For some strange reason, I had never realised that my anatomical composition could have anything to do with the way clothes tit fit me. Wow.

So today, I stood in front of the mirror at home in my underwear, and actually looked at the shape my body has underneath my clothes. My breasts are big and soft, and sit at the middle of my chest. My arms are long. I have a flabby bit near my armpit. My armpit is not hollow. I have a belly. My hips are slightly curved. My bottom is quite flat. My thighs are big and muscular. They almost stick out more than my ass at the back. My calves are really defined, but not small.

It’s my body, and I love it.

*Don’t get me started on ‘hipsters’. They don’t even go past my hip joint. Ouch.

A work in Progress, or My Diet

Intuitively, I’ve never believed in dieting. I’ve never been the skinniest person in the world, and I’ve thought in the past that being skinnier would be better, but dieting has never made  sense to me. I’ve been told I could stand to lose a little weight, but dieting, in my mind,  isn’t going to fix the ‘problem’. I’ve been told I’d be happier if I were lighter, but I don’t believe dieting is a cure for unhappiness.

I have never been on a diet.

But in the past I’ve not told anyone my opinion on dieting. I was afraid people would ridicule me, so I just nodded along with their dietary advice, all the while thinking “yeah, yeah, sure, whatev, no way I’m getting into this.” And then I didn’t diet.

Sometimes, I lost a bit of weight, and people would ask me what diet I had followed. At this point, I’d mumble something about eating more veggies and less sugar (usually true, I guess), but I would be really uncomfortable. Because I’m not sure. I’m not sure because I don’t keep constant track of my food. Because just like I’m terrible at remembering what clothes I had on on previous days, I honestly don’t remember what I had to eat two days ago. It’s just not something I need to keep in my brain, when there’s so much to remember already.

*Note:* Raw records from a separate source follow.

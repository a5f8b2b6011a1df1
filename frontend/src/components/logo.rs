use yew::prelude::*;

use crate::animations::{Ease, Pose, Reveal, Transition};
use crate::content::images;
use crate::hooks::mounted::use_mounted;

#[derive(Clone, Copy, Debug, Default, PartialEq)]
pub enum LogoSize {
    Sm,
    #[default]
    Md,
    Lg,
}

impl LogoSize {
    pub fn pixels(self) -> u32 {
        match self {
            LogoSize::Sm => 40,
            LogoSize::Md => 56,
            LogoSize::Lg => 64,
        }
    }
}

#[derive(Properties, PartialEq)]
pub struct LogoProps {
    #[prop_or_default]
    pub size: LogoSize,
    #[prop_or(true)]
    pub show_text: bool,
    #[prop_or_default]
    pub light: bool,
}

const BADGE: Reveal = Reveal::new(
    Pose::HIDDEN.with_scale(0.8).with_rotate(-10.0),
    Transition::new(0.5, 0.0, Ease::Spring),
);
const WORDMARK: Reveal = Reveal::new(
    Pose::offset(-20.0, 0.0),
    Transition::new(0.5, 0.2, Ease::EaseOut),
);

#[function_component(Logo)]
pub fn logo(props: &LogoProps) -> Html {
    let mounted = use_mounted();
    let px = props.size.pixels().to_string();
    let text_class = if props.light { "logo-text light" } else { "logo-text" };

    html! {
        <div class="logo">
            <div class="logo-badge" style={BADGE.style(mounted)}>
                <img src={images::LOGO} alt="BIOBRIM Logo" width={px.clone()} height={px} />
            </div>
            if props.show_text {
                <span class={text_class} style={WORDMARK.style(mounted)}>
                    {"BIO"}<span class="text-primary">{"BRIM"}</span>
                </span>
            }
        </div>
    }
}
use axum::{
    extract::{rejection::JsonRejection, FromRequest, Request},
    http::{header::CONTENT_TYPE, StatusCode},
    Form, Json,
};
use serde::{Deserialize, Deserializer, Serialize};

use crate::error::AppError;

pub const MISSING_FIELDS_MESSAGE: &str = "Please provide name, email and message";
pub const RECEIVED_MESSAGE: &str = "Message received successfully";

/// A contact form submission. Every field is optional on the wire so that
/// missing and empty values get the same validation message.
#[derive(Debug, Default, Clone, Deserialize)]
pub struct ContactSubmission {
    pub name: Option<String>,
    pub email: Option<String>,
    #[serde(default, deserialize_with = "any_text")]
    pub subject: Option<String>,
    pub message: Option<String>,
}

#[derive(Debug, Serialize, Deserialize, PartialEq)]
pub struct ContactResponse {
    pub success: bool,
    pub message: String,
}

/// Accepts any JSON value for a free-text field that is never validated.
/// Non-strings keep their JSON rendering; null is absent.
fn any_text<'de, D>(deserializer: D) -> Result<Option<String>, D::Error>
where
    D: Deserializer<'de>,
{
    Ok(
        match Option::<serde_json::Value>::deserialize(deserializer)? {
            None | Some(serde_json::Value::Null) => None,
            Some(serde_json::Value::String(text)) => Some(text),
            Some(other) => Some(other.to_string()),
        },
    )
}

fn is_missing(field: &Option<String>) -> bool {
    field.as_deref().map_or(true, str::is_empty)
}

impl ContactSubmission {
    pub fn validate(&self) -> Result<(), AppError> {
        if is_missing(&self.name) || is_missing(&self.email) || is_missing(&self.message) {
            return Err(AppError::Validation(MISSING_FIELDS_MESSAGE.to_string()));
        }
        Ok(())
    }
}

fn is_form_encoded(req: &Request) -> bool {
    req.headers()
        .get(CONTENT_TYPE)
        .and_then(|value| value.to_str().ok())
        .map(|value| value.starts_with("application/x-www-form-urlencoded"))
        .unwrap_or(false)
}

impl<S> FromRequest<S> for ContactSubmission
where
    S: Send + Sync,
{
    type Rejection = AppError;

    async fn from_request(req: Request, state: &S) -> Result<Self, Self::Rejection> {
        if is_form_encoded(&req) {
            let Form(submission) = Form::<ContactSubmission>::from_request(req, state)
                .await
                .map_err(|rejection| AppError::Validation(rejection.body_text()))?;
            return Ok(submission);
        }

        match Json::<ContactSubmission>::from_request(req, state).await {
            Ok(Json(submission)) => Ok(submission),
            // No body type we understand: treat it as an empty form.
            Err(JsonRejection::MissingJsonContentType(_)) => Ok(ContactSubmission::default()),
            Err(rejection) => Err(AppError::Validation(rejection.body_text())),
        }
    }
}

/// Acknowledges a contact submission. Nothing is stored or forwarded.
pub async fn submit_contact(
    submission: ContactSubmission,
) -> Result<(StatusCode, Json<ContactResponse>), AppError> {
    submission.validate()?;

    tracing::info!(
        name = submission.name.as_deref().unwrap_or_default(),
        subject = submission.subject.as_deref().unwrap_or("-"),
        "contact message received"
    );
    tracing::debug!(
        email = submission.email.as_deref().unwrap_or_default(),
        "contact reply address"
    );

    Ok((
        StatusCode::OK,
        Json(ContactResponse {
            success: true,
            message: RECEIVED_MESSAGE.to_string(),
        }),
    ))
}

#[cfg(test)]
mod tests {
    use super::*;
    use axum::{
        body::{to_bytes, Body},
        http::Request,
        routing::post,
        Router,
    };
    use tower::ServiceExt; // for `oneshot`

    fn app() -> Router {
        Router::new().route("/api/contact", post(submit_contact))
    }

    async fn send(content_type: Option<&str>, body: &str) -> (StatusCode, serde_json::Value) {
        let mut builder = Request::builder().method("POST").uri("/api/contact");
        if let Some(content_type) = content_type {
            builder = builder.header("content-type", content_type);
        }
        let response = app()
            .oneshot(builder.body(Body::from(body.to_string())).unwrap())
            .await
            .unwrap();
        let status = response.status();
        let body = to_bytes(response.into_body(), 1024 * 1024).await.unwrap();
        (status, serde_json::from_slice(&body).unwrap())
    }

    #[tokio::test]
    async fn accepts_complete_json_submission() {
        let (status, body) = send(
            Some("application/json"),
            r#"{"name":"A","email":"a@b.com","message":"hi"}"#,
        )
        .await;
        assert_eq!(status, StatusCode::OK);
        assert_eq!(body["success"], true);
        assert_eq!(body["message"], RECEIVED_MESSAGE);
    }

    #[tokio::test]
    async fn rejects_missing_email_and_message() {
        let (status, body) = send(Some("application/json"), r#"{"name":"A"}"#).await;
        assert_eq!(status, StatusCode::BAD_REQUEST);
        assert_eq!(body["success"], false);
        assert_eq!(body["message"], MISSING_FIELDS_MESSAGE);
    }

    #[tokio::test]
    async fn empty_strings_count_as_missing() {
        let (status, body) = send(
            Some("application/json"),
            r#"{"name":"A","email":"","message":"hi","subject":"general"}"#,
        )
        .await;
        assert_eq!(status, StatusCode::BAD_REQUEST);
        assert_eq!(body["success"], false);
    }

    #[tokio::test]
    async fn accepts_form_encoded_submission() {
        let (status, body) = send(
            Some("application/x-www-form-urlencoded"),
            "name=A&email=a%40b.com&message=hello+there",
        )
        .await;
        assert_eq!(status, StatusCode::OK);
        assert_eq!(body["success"], true);
    }

    #[tokio::test]
    async fn body_without_content_type_is_an_empty_submission() {
        let (status, body) = send(None, r#"{"name":"A","email":"a@b.com","message":"hi"}"#).await;
        assert_eq!(status, StatusCode::BAD_REQUEST);
        assert_eq!(body["message"], MISSING_FIELDS_MESSAGE);
    }

    #[tokio::test]
    async fn malformed_json_is_a_bad_request() {
        let (status, body) = send(Some("application/json"), r#"{"name": "A""#).await;
        assert_eq!(status, StatusCode::BAD_REQUEST);
        assert_eq!(body["success"], false);
    }

    #[tokio::test]
    async fn non_string_subject_is_accepted() {
        let (status, body) = send(
            Some("application/json"),
            r#"{"name":"A","email":"a@b.com","message":"hi","subject":5}"#,
        )
        .await;
        assert_eq!(status, StatusCode::OK);
        assert_eq!(body["success"], true);
    }

    #[tokio::test]
    async fn form_subject_is_kept_as_text() {
        let (status, _) = send(
            Some("application/x-www-form-urlencoded"),
            "name=A&email=a%40b.com&message=hi&subject=farmer",
        )
        .await;
        assert_eq!(status, StatusCode::OK);
    }

    #[test]
    fn subject_keeps_its_json_rendering() {
        let parse = |json: &str| serde_json::from_str::<ContactSubmission>(json).unwrap().subject;
        assert_eq!(parse(r#"{"subject":"farmer"}"#).as_deref(), Some("farmer"));
        assert_eq!(parse(r#"{"subject":5}"#).as_deref(), Some("5"));
        assert_eq!(parse(r#"{"subject":null}"#), None);
        assert_eq!(parse(r#"{}"#), None);
    }

    #[test]
    fn subject_is_optional() {
        let submission = ContactSubmission {
            name: Some("A".into()),
            email: Some("a@b.com".into()),
            subject: None,
            message: Some("hi".into()),
        };
        assert!(submission.validate().is_ok());
    }
}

I also don’t like the “how much have you lost”-question. Honestly, I have no idea. I have scales somewhere, but they’re packed away in a box, because I don’t use them. A few years ago, I wasn’t too comfortable in my skin, and thought I’d try to lose weight by excersizing more (I temporarily had more time on my hands), and my dad came up with the gem of “you should be weighing yourself every morning and night and you should count your calories.”  Yeah, sure, if you really want to drive yourself nuts, go see the weight go up and down and up again, and then punish yourself with less calories in, because you gained 2lb in one day… But to make him happy, I went out and bought scales. Even used them a few times on a weekly basis. But my weight was not what made me feel bad about myself, so I decided to stop measuring my value and happiness by it.

I am not on a  diet.

But it’s easier for me to let people assume I’ve lost weight through dieting, rather than through being too busy to eat or just for no apparent reason. There’s enough things I worry about every day, enough self-esteem issues to work through, enough insecurities to overcome without having to worry about what I put in my mouth. I eat what I like, when I want to (or get the chance). However healthy or unhealthy.

I won’t ever go on a diet.

And from now on, I plan on telling people just that. Next thing is to stop worrying I’m the fattest person in the room.